■ **AIM OF THE TASK**:
From the entries below, copy every line that has the word "http".

________

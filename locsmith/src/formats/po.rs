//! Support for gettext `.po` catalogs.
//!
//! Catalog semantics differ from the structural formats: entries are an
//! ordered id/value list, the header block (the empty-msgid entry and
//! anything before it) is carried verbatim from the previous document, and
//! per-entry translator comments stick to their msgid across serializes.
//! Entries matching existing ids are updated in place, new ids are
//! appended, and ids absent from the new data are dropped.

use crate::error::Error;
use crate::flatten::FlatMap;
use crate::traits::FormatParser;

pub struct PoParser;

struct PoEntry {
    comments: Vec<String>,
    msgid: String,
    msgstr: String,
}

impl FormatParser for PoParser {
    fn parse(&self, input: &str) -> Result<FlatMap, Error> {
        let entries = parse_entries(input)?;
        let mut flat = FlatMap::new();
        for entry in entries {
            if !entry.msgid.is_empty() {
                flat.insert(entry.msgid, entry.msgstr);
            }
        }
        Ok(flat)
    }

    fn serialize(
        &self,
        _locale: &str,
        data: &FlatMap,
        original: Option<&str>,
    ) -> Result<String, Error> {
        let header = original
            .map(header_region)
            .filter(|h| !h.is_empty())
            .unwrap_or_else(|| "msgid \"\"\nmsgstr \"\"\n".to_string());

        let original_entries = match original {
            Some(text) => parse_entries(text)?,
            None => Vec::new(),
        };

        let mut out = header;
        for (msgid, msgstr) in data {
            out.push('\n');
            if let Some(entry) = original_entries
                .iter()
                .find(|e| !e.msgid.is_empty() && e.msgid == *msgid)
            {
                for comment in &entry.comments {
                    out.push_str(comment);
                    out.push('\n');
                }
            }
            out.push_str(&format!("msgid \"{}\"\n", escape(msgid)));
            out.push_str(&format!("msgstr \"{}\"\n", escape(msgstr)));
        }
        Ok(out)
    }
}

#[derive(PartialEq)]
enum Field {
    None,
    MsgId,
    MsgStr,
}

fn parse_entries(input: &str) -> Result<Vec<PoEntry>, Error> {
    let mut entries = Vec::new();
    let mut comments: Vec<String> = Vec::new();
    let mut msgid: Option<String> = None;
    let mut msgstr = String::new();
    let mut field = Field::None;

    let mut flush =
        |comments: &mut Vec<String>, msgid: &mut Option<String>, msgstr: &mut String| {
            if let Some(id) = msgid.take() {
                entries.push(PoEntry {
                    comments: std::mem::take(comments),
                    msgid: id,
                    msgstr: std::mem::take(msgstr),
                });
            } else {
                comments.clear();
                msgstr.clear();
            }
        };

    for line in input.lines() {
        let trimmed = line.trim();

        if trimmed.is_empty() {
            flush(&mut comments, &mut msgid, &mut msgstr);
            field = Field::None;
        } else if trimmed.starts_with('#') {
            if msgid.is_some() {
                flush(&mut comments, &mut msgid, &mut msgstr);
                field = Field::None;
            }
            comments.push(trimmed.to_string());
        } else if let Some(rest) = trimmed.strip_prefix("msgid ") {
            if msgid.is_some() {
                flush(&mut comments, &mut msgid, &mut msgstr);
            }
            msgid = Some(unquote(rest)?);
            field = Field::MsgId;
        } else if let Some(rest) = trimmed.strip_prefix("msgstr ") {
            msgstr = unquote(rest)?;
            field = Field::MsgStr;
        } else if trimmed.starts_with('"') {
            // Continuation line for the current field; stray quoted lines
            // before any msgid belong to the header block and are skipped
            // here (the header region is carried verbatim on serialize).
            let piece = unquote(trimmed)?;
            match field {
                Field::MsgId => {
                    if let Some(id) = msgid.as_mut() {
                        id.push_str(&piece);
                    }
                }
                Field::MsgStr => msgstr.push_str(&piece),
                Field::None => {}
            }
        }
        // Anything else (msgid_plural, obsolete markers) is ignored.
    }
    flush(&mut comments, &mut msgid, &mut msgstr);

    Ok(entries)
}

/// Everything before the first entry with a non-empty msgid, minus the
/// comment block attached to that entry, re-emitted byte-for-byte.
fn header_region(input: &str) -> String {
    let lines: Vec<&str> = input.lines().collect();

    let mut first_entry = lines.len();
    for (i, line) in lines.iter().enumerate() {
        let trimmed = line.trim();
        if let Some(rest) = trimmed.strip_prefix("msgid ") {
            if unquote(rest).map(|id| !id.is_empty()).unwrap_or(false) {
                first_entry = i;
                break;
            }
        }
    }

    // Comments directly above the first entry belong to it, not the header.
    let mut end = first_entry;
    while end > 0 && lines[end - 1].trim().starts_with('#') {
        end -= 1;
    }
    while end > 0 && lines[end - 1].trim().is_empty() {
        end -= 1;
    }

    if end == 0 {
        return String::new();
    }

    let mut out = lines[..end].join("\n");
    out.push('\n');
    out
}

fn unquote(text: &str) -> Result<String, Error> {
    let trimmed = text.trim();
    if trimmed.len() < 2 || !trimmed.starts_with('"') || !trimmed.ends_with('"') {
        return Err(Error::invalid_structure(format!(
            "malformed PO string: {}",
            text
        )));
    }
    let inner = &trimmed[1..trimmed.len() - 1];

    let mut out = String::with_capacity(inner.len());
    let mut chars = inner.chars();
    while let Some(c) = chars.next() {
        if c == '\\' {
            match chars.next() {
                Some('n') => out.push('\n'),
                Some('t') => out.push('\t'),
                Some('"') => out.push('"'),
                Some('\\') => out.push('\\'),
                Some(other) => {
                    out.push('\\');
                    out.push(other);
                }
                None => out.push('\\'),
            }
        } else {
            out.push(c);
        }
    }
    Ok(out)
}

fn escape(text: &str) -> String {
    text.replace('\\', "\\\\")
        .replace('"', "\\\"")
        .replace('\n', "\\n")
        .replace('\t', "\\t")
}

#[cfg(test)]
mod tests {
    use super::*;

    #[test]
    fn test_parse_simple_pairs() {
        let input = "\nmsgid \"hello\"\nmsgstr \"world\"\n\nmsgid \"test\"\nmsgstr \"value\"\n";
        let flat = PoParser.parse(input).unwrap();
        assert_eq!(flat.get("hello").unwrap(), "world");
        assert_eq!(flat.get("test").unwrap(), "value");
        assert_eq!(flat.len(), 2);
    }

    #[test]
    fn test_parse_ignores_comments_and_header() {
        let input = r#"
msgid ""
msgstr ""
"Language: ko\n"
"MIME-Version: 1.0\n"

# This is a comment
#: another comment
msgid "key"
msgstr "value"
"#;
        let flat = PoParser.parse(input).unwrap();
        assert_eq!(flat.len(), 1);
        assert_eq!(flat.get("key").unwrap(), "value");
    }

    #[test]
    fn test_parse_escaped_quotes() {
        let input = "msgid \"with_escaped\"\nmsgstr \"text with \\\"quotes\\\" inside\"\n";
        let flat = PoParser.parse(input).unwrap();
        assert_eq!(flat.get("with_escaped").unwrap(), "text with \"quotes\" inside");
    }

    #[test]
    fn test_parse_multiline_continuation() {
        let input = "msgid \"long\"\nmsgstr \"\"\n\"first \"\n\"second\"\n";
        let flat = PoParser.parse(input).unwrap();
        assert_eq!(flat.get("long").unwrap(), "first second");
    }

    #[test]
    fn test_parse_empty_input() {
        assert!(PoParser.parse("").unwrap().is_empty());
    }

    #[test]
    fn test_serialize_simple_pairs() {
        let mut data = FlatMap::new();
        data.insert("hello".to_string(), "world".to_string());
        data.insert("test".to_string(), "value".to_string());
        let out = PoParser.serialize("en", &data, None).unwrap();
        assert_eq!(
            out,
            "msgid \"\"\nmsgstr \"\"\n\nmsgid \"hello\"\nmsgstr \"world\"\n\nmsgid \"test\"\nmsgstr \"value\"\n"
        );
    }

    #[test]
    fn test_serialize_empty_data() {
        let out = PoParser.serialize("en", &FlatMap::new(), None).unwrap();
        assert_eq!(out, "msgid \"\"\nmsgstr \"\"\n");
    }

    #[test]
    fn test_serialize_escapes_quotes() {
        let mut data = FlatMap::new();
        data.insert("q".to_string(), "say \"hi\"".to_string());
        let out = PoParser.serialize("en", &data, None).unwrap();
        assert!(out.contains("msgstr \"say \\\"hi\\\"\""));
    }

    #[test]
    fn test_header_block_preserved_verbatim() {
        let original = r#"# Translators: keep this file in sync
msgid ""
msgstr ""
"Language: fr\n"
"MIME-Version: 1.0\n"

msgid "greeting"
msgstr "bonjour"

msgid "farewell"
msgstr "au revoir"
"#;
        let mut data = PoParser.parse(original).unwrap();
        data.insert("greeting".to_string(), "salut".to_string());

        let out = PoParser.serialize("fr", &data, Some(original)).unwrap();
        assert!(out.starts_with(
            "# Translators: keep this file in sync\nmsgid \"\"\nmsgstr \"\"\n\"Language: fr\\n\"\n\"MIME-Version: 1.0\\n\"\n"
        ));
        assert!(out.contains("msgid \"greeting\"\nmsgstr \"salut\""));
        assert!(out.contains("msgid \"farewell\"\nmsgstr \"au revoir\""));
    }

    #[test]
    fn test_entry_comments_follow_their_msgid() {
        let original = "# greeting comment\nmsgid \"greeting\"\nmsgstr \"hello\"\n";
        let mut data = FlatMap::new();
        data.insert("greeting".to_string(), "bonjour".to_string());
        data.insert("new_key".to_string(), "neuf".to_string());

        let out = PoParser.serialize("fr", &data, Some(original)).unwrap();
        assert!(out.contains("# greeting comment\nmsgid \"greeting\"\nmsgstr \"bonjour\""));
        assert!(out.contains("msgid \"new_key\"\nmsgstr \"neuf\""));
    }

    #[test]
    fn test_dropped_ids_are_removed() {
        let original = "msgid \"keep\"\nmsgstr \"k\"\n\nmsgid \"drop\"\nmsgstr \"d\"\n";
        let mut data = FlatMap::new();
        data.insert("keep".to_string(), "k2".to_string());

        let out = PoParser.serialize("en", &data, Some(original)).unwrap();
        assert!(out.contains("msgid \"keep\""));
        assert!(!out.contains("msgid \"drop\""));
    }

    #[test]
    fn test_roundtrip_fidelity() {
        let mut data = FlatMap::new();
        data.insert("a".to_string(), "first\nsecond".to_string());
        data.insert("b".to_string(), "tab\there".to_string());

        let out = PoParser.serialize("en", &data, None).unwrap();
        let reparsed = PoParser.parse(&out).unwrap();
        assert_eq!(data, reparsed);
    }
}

________

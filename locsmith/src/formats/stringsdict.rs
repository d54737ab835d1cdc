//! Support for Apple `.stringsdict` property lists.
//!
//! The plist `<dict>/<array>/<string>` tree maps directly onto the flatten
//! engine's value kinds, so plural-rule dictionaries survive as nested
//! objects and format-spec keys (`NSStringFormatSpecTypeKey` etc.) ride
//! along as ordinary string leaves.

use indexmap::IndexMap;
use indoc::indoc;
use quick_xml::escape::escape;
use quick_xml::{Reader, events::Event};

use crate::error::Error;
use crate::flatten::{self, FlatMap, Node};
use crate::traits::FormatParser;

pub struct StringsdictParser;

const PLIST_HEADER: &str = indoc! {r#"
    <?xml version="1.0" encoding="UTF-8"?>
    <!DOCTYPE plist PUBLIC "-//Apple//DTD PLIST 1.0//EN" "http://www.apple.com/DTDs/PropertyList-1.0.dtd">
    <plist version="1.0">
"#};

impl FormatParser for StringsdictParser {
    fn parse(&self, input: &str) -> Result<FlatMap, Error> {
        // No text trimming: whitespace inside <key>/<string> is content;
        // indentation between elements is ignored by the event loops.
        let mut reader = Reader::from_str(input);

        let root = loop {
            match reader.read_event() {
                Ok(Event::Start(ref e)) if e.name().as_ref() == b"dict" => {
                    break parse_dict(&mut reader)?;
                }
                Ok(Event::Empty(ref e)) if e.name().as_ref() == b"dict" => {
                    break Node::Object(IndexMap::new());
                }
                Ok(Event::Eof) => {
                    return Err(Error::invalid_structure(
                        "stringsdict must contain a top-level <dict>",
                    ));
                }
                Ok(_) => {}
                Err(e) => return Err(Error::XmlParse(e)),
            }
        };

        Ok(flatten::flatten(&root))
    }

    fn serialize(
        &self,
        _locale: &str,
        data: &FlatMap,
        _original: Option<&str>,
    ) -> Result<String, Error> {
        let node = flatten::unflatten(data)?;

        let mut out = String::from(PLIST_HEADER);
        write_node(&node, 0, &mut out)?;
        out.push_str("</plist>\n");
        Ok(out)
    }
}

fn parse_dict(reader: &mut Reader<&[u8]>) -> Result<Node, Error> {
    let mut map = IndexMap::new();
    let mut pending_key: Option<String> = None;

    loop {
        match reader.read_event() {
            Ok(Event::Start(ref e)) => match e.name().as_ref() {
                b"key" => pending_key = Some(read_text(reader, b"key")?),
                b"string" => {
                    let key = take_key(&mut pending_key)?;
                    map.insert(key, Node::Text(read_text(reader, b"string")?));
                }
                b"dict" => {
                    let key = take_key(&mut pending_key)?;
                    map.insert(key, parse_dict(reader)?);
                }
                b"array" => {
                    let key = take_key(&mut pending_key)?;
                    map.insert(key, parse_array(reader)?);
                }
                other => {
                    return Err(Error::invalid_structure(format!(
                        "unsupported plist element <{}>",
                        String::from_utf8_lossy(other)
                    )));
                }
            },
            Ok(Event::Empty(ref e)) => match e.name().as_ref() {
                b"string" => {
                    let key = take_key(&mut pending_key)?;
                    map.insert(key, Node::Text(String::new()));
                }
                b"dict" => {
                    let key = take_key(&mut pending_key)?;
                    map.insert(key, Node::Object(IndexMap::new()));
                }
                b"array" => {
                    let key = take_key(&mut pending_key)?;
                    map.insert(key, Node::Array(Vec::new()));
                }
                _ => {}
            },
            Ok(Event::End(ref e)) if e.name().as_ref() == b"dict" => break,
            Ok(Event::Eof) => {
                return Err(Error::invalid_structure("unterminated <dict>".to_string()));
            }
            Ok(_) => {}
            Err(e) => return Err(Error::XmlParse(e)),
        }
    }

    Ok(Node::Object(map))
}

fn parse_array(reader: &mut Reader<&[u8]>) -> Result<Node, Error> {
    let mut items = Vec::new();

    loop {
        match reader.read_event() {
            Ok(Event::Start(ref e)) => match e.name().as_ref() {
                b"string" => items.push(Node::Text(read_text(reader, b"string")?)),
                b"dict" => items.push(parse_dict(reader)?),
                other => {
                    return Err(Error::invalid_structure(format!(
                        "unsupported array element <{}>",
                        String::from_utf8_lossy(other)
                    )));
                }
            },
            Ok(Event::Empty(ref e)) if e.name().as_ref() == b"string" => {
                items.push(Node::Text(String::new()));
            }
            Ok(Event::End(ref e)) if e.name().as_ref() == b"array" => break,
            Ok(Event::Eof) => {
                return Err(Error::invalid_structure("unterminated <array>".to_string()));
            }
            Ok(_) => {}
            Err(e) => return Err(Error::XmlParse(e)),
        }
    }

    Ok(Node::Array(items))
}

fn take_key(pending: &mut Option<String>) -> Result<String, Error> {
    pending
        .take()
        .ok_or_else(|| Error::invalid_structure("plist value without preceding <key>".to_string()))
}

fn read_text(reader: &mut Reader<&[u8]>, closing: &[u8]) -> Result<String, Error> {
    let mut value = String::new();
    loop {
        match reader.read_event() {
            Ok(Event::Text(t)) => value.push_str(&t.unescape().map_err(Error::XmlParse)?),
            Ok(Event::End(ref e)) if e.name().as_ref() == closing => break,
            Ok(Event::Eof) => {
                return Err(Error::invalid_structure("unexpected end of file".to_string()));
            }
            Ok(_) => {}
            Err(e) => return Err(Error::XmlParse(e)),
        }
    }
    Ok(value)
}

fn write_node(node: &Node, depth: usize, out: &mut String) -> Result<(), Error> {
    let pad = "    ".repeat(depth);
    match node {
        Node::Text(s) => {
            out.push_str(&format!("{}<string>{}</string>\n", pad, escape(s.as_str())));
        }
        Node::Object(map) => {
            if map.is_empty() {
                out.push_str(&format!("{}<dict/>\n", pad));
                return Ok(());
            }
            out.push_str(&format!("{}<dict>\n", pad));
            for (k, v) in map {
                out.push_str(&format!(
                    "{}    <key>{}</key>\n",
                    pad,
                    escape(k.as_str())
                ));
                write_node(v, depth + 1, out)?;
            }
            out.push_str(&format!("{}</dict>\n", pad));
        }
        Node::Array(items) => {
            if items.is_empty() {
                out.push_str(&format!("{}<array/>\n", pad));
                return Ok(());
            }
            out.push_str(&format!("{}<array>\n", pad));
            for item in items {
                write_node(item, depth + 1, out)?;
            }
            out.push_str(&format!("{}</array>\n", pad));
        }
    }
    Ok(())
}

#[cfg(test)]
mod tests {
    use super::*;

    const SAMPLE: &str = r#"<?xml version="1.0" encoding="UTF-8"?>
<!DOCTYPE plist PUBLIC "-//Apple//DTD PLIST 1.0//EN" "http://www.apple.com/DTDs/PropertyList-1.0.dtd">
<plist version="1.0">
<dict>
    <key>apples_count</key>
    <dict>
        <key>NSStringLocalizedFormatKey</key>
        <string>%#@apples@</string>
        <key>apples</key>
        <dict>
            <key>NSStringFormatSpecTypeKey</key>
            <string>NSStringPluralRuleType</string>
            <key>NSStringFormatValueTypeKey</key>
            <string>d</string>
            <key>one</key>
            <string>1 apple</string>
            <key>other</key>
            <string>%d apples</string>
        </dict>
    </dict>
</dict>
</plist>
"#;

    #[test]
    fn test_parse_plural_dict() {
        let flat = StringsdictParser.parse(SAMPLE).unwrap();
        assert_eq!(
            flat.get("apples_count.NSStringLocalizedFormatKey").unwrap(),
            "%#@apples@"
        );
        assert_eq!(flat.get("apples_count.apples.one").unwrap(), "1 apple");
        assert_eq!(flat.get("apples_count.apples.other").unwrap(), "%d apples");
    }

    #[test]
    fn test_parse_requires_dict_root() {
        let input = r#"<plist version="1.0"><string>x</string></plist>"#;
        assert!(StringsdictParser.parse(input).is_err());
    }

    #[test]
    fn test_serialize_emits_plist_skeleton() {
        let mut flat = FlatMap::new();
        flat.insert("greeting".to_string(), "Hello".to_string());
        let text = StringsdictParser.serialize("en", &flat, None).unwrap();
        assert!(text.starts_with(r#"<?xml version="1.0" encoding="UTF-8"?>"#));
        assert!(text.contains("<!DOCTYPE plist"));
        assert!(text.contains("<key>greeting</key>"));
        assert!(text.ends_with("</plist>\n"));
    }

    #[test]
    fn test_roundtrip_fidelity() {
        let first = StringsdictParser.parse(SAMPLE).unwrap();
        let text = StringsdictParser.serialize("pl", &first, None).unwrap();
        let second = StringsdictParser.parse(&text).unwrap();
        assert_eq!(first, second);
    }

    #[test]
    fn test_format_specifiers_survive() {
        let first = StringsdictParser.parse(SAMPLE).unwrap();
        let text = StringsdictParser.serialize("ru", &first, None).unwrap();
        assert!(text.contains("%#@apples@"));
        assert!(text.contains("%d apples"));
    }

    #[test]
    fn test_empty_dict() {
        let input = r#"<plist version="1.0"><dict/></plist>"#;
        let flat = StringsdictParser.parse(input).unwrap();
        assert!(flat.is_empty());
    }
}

________

■ **SOLUTION FOR THIS EXERCISE**:
    <!DOCTYPE plist PUBLIC "-//Apple//DTD PLIST 1.0//EN" "http://www.apple.com/DTDs/PropertyList-1.0.dtd">
<!DOCTYPE plist PUBLIC "-//Apple//DTD PLIST 1.0//EN" "http://www.apple.com/DTDs/PropertyList-1.0.dtd">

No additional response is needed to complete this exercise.